» What the task asks: Give back each line of the listing below that contains the string "BufWriter".

» Dataset excerpts:
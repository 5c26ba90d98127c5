//! Path-related error types.
//!
//! Provides semantic errors for path operations without exposing
//! adapter-specific concerns.

use std::path::PathBuf;
use thiserror::Error;

/// Errors that can occur during path resolution.
#[derive(Debug, Error)]
pub enum PathError {
    /// Failed to get the current working directory.
    #[error("Cannot determine current directory: {0}")]
    CurrentDirError(String),

    /// An empty path or filename was provided.
    #[error("Path cannot be empty")]
    EmptyPath,

    /// A path was expected to name a file but has no filename component.
    #[error("{0} does not name an executable file")]
    NoFileName(PathBuf),
}
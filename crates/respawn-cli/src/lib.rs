//! CLI adapter for the respawn supervisor.
//!
//! Argument parsing, settings-file loading and exit-code mapping live here;
//! all process work is delegated to `respawn-runtime`.

pub mod commands;
pub mod config;
pub mod error;
pub mod handlers;
pub mod parser;

pub use commands::Commands;
pub use config::{CliConfig, DEFAULT_CONFIG_FILE};
pub use error::CliError;
pub use parser::Cli;
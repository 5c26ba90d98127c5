//! Subcommand definitions.

use clap::Subcommand;
use std::path::PathBuf;

/// Supervisor subcommands.
#[derive(Debug, Subcommand)]
pub enum Commands {
    /// Restart the server via a generated launcher script, then exit
    Restart {
        /// Path to the server executable (defaults to the configured
        /// filename in the current directory)
        #[arg(long)]
        executable: Option<PathBuf>,
    },

    /// Force-kill the running server process
    Kill,

    /// Show the PID of the running server process
    Status,

    /// Launch the server through a generated run script
    Run {
        /// Extra arguments appended after the configured launch arguments
        #[arg(trailing_var_arg = true, allow_hyphen_values = true)]
        args: Vec<String>,
    },
}
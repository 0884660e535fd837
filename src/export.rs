//! CSV export of crawl results.
//!
//! One row per record; ingredients and directions are newline-joined
//! into single cells, so any cell containing a separator, quote or line
//! break gets RFC-4180 quoting.

use std::fs::File;
use std::io::{self, BufWriter, Write};
use std::path::Path;

use crate::model::RecipeRecord;

/// Column order of the exported table.
pub const CSV_HEADER: [&str; 8] = [
    "title",
    "url",
    "ingredients",
    "directions",
    "prep_time",
    "cook_time",
    "servings",
    "image_url",
];

fn needs_quotes(field: &str) -> bool {
    field.contains(',') || field.contains('"') || field.contains('\n') || field.contains('\r')
}

fn write_row<W: Write>(w: &mut W, row: &[&str]) -> io::Result<()> {
    let mut first = true;
    for cell in row {
        if !first {
            write!(w, ",")?;
        } else {
            first = false;
        }
        if needs_quotes(cell) {
            let escaped = cell.replace('"', "\"\"");
            write!(w, "\"{escaped}\"")?;
        } else {
            write!(w, "{cell}")?;
        }
    }
    writeln!(w)
}

/// Write `records` as CSV, header row included.
pub fn write_csv<W: Write>(w: &mut W, records: &[RecipeRecord]) -> io::Result<()> {
    write_row(w, &CSV_HEADER)?;
    for record in records {
        let ingredients = record.ingredients.join("\n");
        let directions = record.directions.join("\n");
        write_row(
            w,
            &[
                record.title.as_str(),
                record.url.as_str(),
                ingredients.as_str(),
                directions.as_str(),
                record.prep_time.as_str(),
                record.cook_time.as_str(),
                record.servings.as_str(),
                record.image_url.as_str(),
            ],
        )?;
    }
    Ok(())
}

/// Write `records` to a CSV file at `path`.
pub fn save_csv<P: AsRef<Path>>(path: P, records: &[RecipeRecord]) -> io::Result<()> {
    let mut w = BufWriter::new(File::create(path)?);
    write_csv(&mut w, records)?;
    w.flush()
}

» Output for this exercise:
use std::io::{self, BufWriter, Write};
    let mut w = BufWriter::new(File::create(path)?);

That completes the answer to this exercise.